I want to use it in several other templated namespaces/classes like here:
wrapper.hpp
//this wrappers main purpose is to combine the constructor of a non templated class (MyModule)
//and hold a (global) callback method for it (m_parentCallback)
namespace wrapper
{
extern std::function<void(wxImage *)> m_parentCallback;
template<typename ParentClass>
MyModule GetNewModule(ParentClass* parent, void (ParentClass::* method)(wxImage *));
}
wrapper.cpp
namespace wrapper
{
//This is only to avoid multiple definition error - actual definition is in wrapper_T.cpp
std::function<void(wxImage *)> m_parentCallback;
}
wrapper_T.cpp
namespace wrapper
{
template<typename ParentClass>
MyModule GetNewModule(ParentClass* parent, void (ParentClass::* method)(wxImage *))
{
//the callback type of this wrapper/class is wxImage*
std::shared_ptr<CallbackHandler<ParentClass, wxImage*>> handler =
std::make_shared< CallbackHandler<ParentClass, wxImage*>>(parent, method);
//EDIT - SOLVED: <- Error C2664: Cant convert argument 2 from "void (__thiscall MyModule::*)(void)" to "std::function<void(wxImage*)>"
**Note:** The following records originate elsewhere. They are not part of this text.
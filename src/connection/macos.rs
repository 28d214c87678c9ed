//! macOS socket-table enumeration.
//!
//! The teacher's own macOS capture backend (`capture/pf_backend.rs`) was
//! itself a doc-comment stub with no packet-filter implementation behind it;
//! this mirrors that gap for connection enumeration. `libproc` exposes
//! per-process fd/socket info on macOS but not a single system-wide
//! socket-to-pid table the way `/proc/net/*` or `GetExtendedTcpTable` do, so
//! a real backend here means walking every process's fd table via
//! `libproc::proc_pid_fd_info` and matching `PROC_FD_TYPE::SOCKET` entries
//! to mapper output, one process at a time. Not implemented yet.

use std::sync::Once;

use super::RawSocketRow;

static WARN_ONCE: Once = Once::new();

pub(super) fn enumerate() -> Vec<RawSocketRow> {
    WARN_ONCE.call_once(|| {
        tracing::warn!(
            "connection enumeration is not implemented on macOS; TCP/UDP socket tables will be empty"
        );
    });
    Vec::new()
}
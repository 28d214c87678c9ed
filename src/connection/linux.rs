//! Linux socket-table enumeration via `procfs` (`/proc/net/tcp[6]`,
//! `/proc/net/udp[6]`), with inode->pid resolution via each process's fd
//! table. Row shape grounded in the pack's supervizio connections scanner,
//! re-expressed against `procfs`'s typed API instead of hand-parsing hex.

use std::collections::HashMap;

use procfs::net::{TcpNetEntry, TcpState, UdpNetEntry};
use procfs::process::all_processes;

use super::{ConnProtocol, ConnState, RawSocketRow};

fn tcp_state_to_conn_state(state: TcpState) -> ConnState {
    match state {
        TcpState::Established => ConnState::Established,
        TcpState::Listen => ConnState::Listening,
        TcpState::CloseWait => ConnState::CloseWait,
        TcpState::FinWait1 => ConnState::FinWait1,
        TcpState::FinWait2 => ConnState::FinWait2,
        TcpState::Closing => ConnState::Closing,
        TcpState::LastAck => ConnState::LastAck,
        _ => ConnState::Other,
    }
}

/// inode -> pid, built by walking every process's open fd table. Sockets show
/// up as `socket:[inode]` symlink targets.
fn build_inode_to_pid() -> HashMap<u64, u32> {
    let mut map = HashMap::new();
    let Ok(procs) = all_processes() else {
        tracing::warn!("procfs: failed to enumerate processes for inode->pid map");
        return map;
    };

    for proc_result in procs {
        let Ok(proc_) = proc_result else { continue };
        let pid = proc_.pid() as u32;
        let Ok(fds) = proc_.fd() else { continue };
        for fd_result in fds {
            let Ok(fd) = fd_result else { continue };
            if let procfs::process::FDTarget::Socket(inode) = fd.target {
                map.entry(inode).or_insert(pid);
            }
        }
    }
    map
}

fn tcp_rows(entries: Vec<TcpNetEntry>, protocol: ConnProtocol, inode_to_pid: &HashMap<u64, u32>) -> Vec<RawSocketRow> {
    entries
        .into_iter()
        .map(|e| RawSocketRow {
            protocol,
            local_addr: e.local_address.ip().to_string(),
            local_port: e.local_address.port(),
            remote_addr: Some(e.remote_address.ip().to_string()),
            remote_port: Some(e.remote_address.port()),
            state: tcp_state_to_conn_state(e.state),
            pid: inode_to_pid.get(&e.inode).copied(),
        })
        .collect()
}

fn udp_rows(entries: Vec<UdpNetEntry>, protocol: ConnProtocol, inode_to_pid: &HashMap<u64, u32>) -> Vec<RawSocketRow> {
    entries
        .into_iter()
        .map(|e| {
            let remote_port = e.remote_address.port();
            let has_remote = remote_port != 0;
            RawSocketRow {
                protocol,
                local_addr: e.local_address.ip().to_string(),
                local_port: e.local_address.port(),
                remote_addr: has_remote.then(|| e.remote_address.ip().to_string()),
                remote_port: has_remote.then_some(remote_port),
                state: ConnState::Other,
                pid: inode_to_pid.get(&e.inode).copied(),
            }
        })
        .collect()
}

pub(super) fn enumerate() -> Vec<RawSocketRow> {
    let inode_to_pid = build_inode_to_pid();
    let mut rows = Vec::new();

    if let Ok(entries) = procfs::net::tcp() {
        rows.extend(tcp_rows(entries, ConnProtocol::Tcp4, &inode_to_pid));
    } else {
        tracing::warn!("procfs: failed to read /proc/net/tcp");
    }
    if let Ok(entries) = procfs::net::tcp6() {
        rows.extend(tcp_rows(entries, ConnProtocol::Tcp6, &inode_to_pid));
    }
    if let Ok(entries) = procfs::net::udp() {
        rows.extend(udp_rows(entries, ConnProtocol::Udp4, &inode_to_pid));
    } else {
        tracing::warn!("procfs: failed to read /proc/net/udp");
    }
    if let Ok(entries) = procfs::net::udp6() {
        rows.extend(udp_rows(entries, ConnProtocol::Udp6, &inode_to_pid));
    }

    rows
}
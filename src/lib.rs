//! Packet-to-process correlation core: decodes captured frames, correlates
//! them against OS connection and process tables, and aggregates the result
//! into a three-tier registry (global / application / process) that an
//! embedding application can sample or snapshot on its own cadence.
//!
//! This crate has no opinion on transport, storage, or UI — it installs no
//! tracing subscriber and owns no window or tray. An embedder wires
//! [`AnalyzerRunner::start`]'s two callbacks into whatever channel, event bus,
//! or HTTP stream it needs, and is responsible for its own `tracing_subscriber`
//! initialization.

mod address;
mod capture;
mod config;
mod connection;
mod error;
mod interfaces;
mod matcher;
mod packet;
mod procon;
mod process_tracker;
mod registry;
mod runner;
mod scheduler;

pub use address::{format_ipv6_from_captured, normalize_ipv6};
pub use capture::CaptureEngine;
pub use config::{
    CONNECTION_POLL_INTERVAL_MS, PACKET_TICK_INTERVAL_MS, PROCESS_POLL_INTERVAL_MS,
    PROCON_SYNC_INTERVAL_MS, ROOT_ANCESTOR_MAX_DEPTH, SNAPSHOT_INTERVAL_MS,
    SOCKET_ENUMERATION_TIMEOUT_SECS, UDP_MAPPING_STALE_SECS,
};
pub use connection::{ConnProtocol, ConnState, ConnectionEntry, ConnectionTracker, UdpPortMapping};
pub use error::{CoreError, Result};
pub use interfaces::{default_interface, list_interfaces, validate_interface_name, InterfaceInfo};
pub use matcher::ConnectionMatcher;
pub use packet::{
    decode_frame, Direction, EthernetHeader, IcmpHeader, Ipv4Header, Ipv6Header, PacketRecord,
    TcpHeader, UdpHeader,
};
pub use procon::ProcConManager;
pub use process_tracker::{ProcessEntry, ProcessTracker};
pub use registry::{
    ApplicationRegistryEntry, GlobalRegistryEntry, InterfaceStats, ProcessRegistryEntry,
    RegistryManager, Snapshot,
};
pub use runner::AnalyzerRunner;
pub use scheduler::SnapshotScheduler;
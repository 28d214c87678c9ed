//! Interface Enumerator: lists available interfaces with their addresses and
//! a human-friendly name, and picks a default.
//!
//! A thin, mostly pure layer over `pnet_datalink`'s device list, filtering to
//! interfaces that are up and have at least one bound address.

use std::net::IpAddr;

use serde::{Deserialize, Serialize};

use crate::error::{CoreError, Result};

#[derive(Debug, Clone, Serialize, Deserialize)]
pub struct InterfaceInfo {
    pub name: String,
    pub description: String,
    pub addresses: Vec<IpAddr>,
    pub is_up: bool,
    pub is_loopback: bool,
}

/// List every interface `pnet_datalink` can see, without filtering. Callers
/// that want only the "useful" subset should look at `is_up`/`addresses`
/// themselves, or use `default_interface()`.
pub fn list_interfaces() -> Vec<InterfaceInfo> {
    pnet_datalink::interfaces()
        .into_iter()
        .map(|iface| InterfaceInfo {
            name: iface.name.clone(),
            description: friendly_name(&iface),
            addresses: iface.ips.iter().map(|ip| ip.ip()).collect(),
            is_up: iface.is_up(),
            is_loopback: iface.is_loopback(),
        })
        .collect()
}

/// First interface that is up, not loopback, and has at least one bound
/// address, in enumeration order. `None` maps to a `ConfigurationError` at
/// the Runner boundary — there is no interface this core could usefully
/// default to.
pub fn default_interface() -> Option<InterfaceInfo> {
    list_interfaces()
        .into_iter()
        .find(|i| i.is_up && !i.is_loopback && !i.addresses.is_empty())
}

/// Validate that `name` names a real, currently-enumerable interface; used by
/// `select_interfaces` before restarting capture.
pub fn validate_interface_name(name: &str) -> Result<()> {
    if list_interfaces().iter().any(|i| i.name == name) {
        Ok(())
    } else {
        Err(CoreError::Configuration(format!(
            "interface not found: {name}"
        )))
    }
}

/// Platform interface names (`en0`, `\Device\NPF_{GUID}`) are not
/// human-presentable. Prefer the capture library's `description` field when
/// it is non-empty and distinct from the raw name; otherwise fall back to the
/// raw name unchanged. No guessing beyond what the capture library reports.
fn friendly_name(iface: &pnet_datalink::NetworkInterface) -> String {
    if !iface.description.is_empty() && iface.description != iface.name {
        iface.description.clone()
    } else {
        iface.name.clone()
    }
}

#[cfg(test)]
mod tests {
    use super::*;

    #[test]
    fn test_validate_interface_name_rejects_unknown_name() {
        let result = validate_interface_name("definitely-not-a-real-interface-xyz");
        assert!(result.is_err());
    }

    #[test]
    fn test_list_interfaces_does_not_panic_in_ci_sandboxes() {
        // A CI sandbox may have zero or only a loopback interface; the call
        // itself must still succeed and return a (possibly empty) list.
        let _ = list_interfaces();
    }

    #[test]
    fn test_default_interface_excludes_loopback_candidates() {
        // default_interface() must never return loopback even if it is the
        // only "up" interface with addresses (true in many CI sandboxes).
        if let Some(default) = default_interface() {
            assert!(!default.is_loopback);
        }
    }
}
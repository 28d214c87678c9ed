//! Address Normalizer: canonicalize IPv4/IPv6 addresses so every other
//! component can compare IPs as plain strings.
//!
//! Without this, `::1` and `0000:0000:0000:0000:0000:0000:0000:0001` compare
//! unequal even though they name the same address, silently breaking every
//! string-keyed lookup downstream.

use std::net::Ipv6Addr;

/// Normalize an IPv6 address string into 8 colon-separated, zero-padded,
/// lowercase hex groups. IPv4 strings (containing `.`) pass through unchanged.
///
/// Strips a zone id (`%eth0`) before parsing, since zone ids are not part of
/// the address identity used for matching.
pub fn normalize_ipv6(s: &str) -> String {
    if s.contains('.') {
        return s.to_string();
    }

    let without_zone = match s.split_once('%') {
        Some((addr, _zone)) => addr,
        None => s,
    };

    match without_zone.parse::<Ipv6Addr>() {
        Ok(addr) => canonical_colon_hex(&addr),
        Err(_) => without_zone.to_string(),
    }
}

/// Render an `Ipv6Addr` as 8 lowercase, zero-padded hex groups (no `::`
/// compression), matching the canonical form every component compares by.
fn canonical_colon_hex(addr: &Ipv6Addr) -> String {
    let segments = addr.segments();
    segments
        .iter()
        .map(|seg| format!("{seg:04x}"))
        .collect::<Vec<_>>()
        .join(":")
}

/// Accept a captured 16-element byte-array form (`"192:168:0:1:0:0:0:0..."` —
/// decimal bytes separated by `:`, as some capture libraries emit raw IPv6
/// payload bytes) and emit the canonical colon-hex form. Falls back to
/// `normalize_ipv6` when the input is already colon-hex (the common case for
/// captured packets, since the decoder builds the string from parsed octets).
pub fn format_ipv6_from_captured(raw: &str) -> String {
    let parts: Vec<&str> = raw.split(':').collect();
    if parts.len() == 16 && parts.iter().all(|p| p.parse::<u8>().is_ok()) {
        let mut bytes = [0u8; 16];
        for (i, p) in parts.iter().enumerate() {
            bytes[i] = p.parse::<u8>().unwrap();
        }
        return canonical_colon_hex(&Ipv6Addr::from(bytes));
    }
    normalize_ipv6(raw)
}

#[cfg(test)]
mod tests {
    use super::*;

    #[test]
    fn test_ipv4_passes_through_unchanged() {
        assert_eq!(normalize_ipv6("192.168.1.10"), "192.168.1.10");
    }

    #[test]
    fn test_loopback_expands_to_full_groups() {
        assert_eq!(
            normalize_ipv6("::1"),
            "0000:0000:0000:0000:0000:0000:0000:0001"
        );
    }

    #[test]
    fn test_strips_zone_id() {
        assert_eq!(
            normalize_ipv6("fe80::1%eth0"),
            "fe80:0000:0000:0000:0000:0000:0000:0001"
        );
    }

    #[test]
    fn test_already_expanded_form_is_idempotent() {
        let expanded = "2001:0db8:0000:0000:0000:0000:0000:0001";
        assert_eq!(normalize_ipv6(expanded), normalize_ipv6(&normalize_ipv6(expanded)));
    }

    #[test]
    fn test_compressed_and_expanded_forms_match() {
        assert_eq!(
            normalize_ipv6("2001:db8::1"),
            normalize_ipv6("2001:0db8:0000:0000:0000:0000:0000:0001")
        );
    }

    #[test]
    fn test_normalize_ipv6_idempotence_law() {
        for input in ["::1", "2001:db8::1", "fe80::1%en0", "::", "ff02::1:ff00:0"] {
            let once = normalize_ipv6(input);
            let twice = normalize_ipv6(&once);
            assert_eq!(once, twice, "not idempotent for {input}");
        }
    }

    #[test]
    fn test_format_ipv6_from_captured_byte_array_form() {
        // ::1 as 16 decimal bytes.
        let raw = "0:0:0:0:0:0:0:0:0:0:0:0:0:0:0:1";
        assert_eq!(
            format_ipv6_from_captured(raw),
            "0000:0000:0000:0000:0000:0000:0000:0001"
        );
    }

    #[test]
    fn test_format_ipv6_from_captured_falls_back_to_colon_hex() {
        assert_eq!(
            format_ipv6_from_captured("2001:db8::1"),
            normalize_ipv6("2001:db8::1")
        );
    }
}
m_parentCallback = std::bind(&CallbackHandler<ParentClass, wxImage*>::m_callbackFunc, handler, std::placeholders::_1);
//<- Error C2679: no suitable binary operator "=" found
return std::make_unique<MyModule>();
}
}
I wanted to use the callback like this:
MyModule.cpp
wrapper::m_parentCallback(&img);
I want to initialize the whole thing like this:
MainClass.cpp
MainClass::MainClass()
{
//declared in header: std::unique_ptr<MyModule> module
module = std::move(wrapper::GetNewModule(this, &MainClass::CallbackFunc));
}
void MainClass::CallbackFunc(wxImage * img)
{ /* do something with it */ }
I have the class with the "this" pointer and the pointer to method "CallbackFunc", which should be alright.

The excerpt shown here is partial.